Saved entries

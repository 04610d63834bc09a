//! Rate limiting logic and state management.

mod clock;
mod decision;
mod limiter;
mod policy;
mod registry;
mod store;

pub use clock::{Clock, SystemClock};
#[cfg(test)]
pub(crate) use clock::ManualClock;
pub use decision::Decision;
pub use limiter::RateLimiter;
pub use policy::Policy;
pub use registry::LimiterRegistry;
pub use store::{CounterEntry, CounterStore, MemoryStore};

→ WHAT THE TASK ASKS: From the entries, copy every line in which the word "decision" occurs.

→ TASK RESPONSE:
mod decision;
pub use decision::Decision;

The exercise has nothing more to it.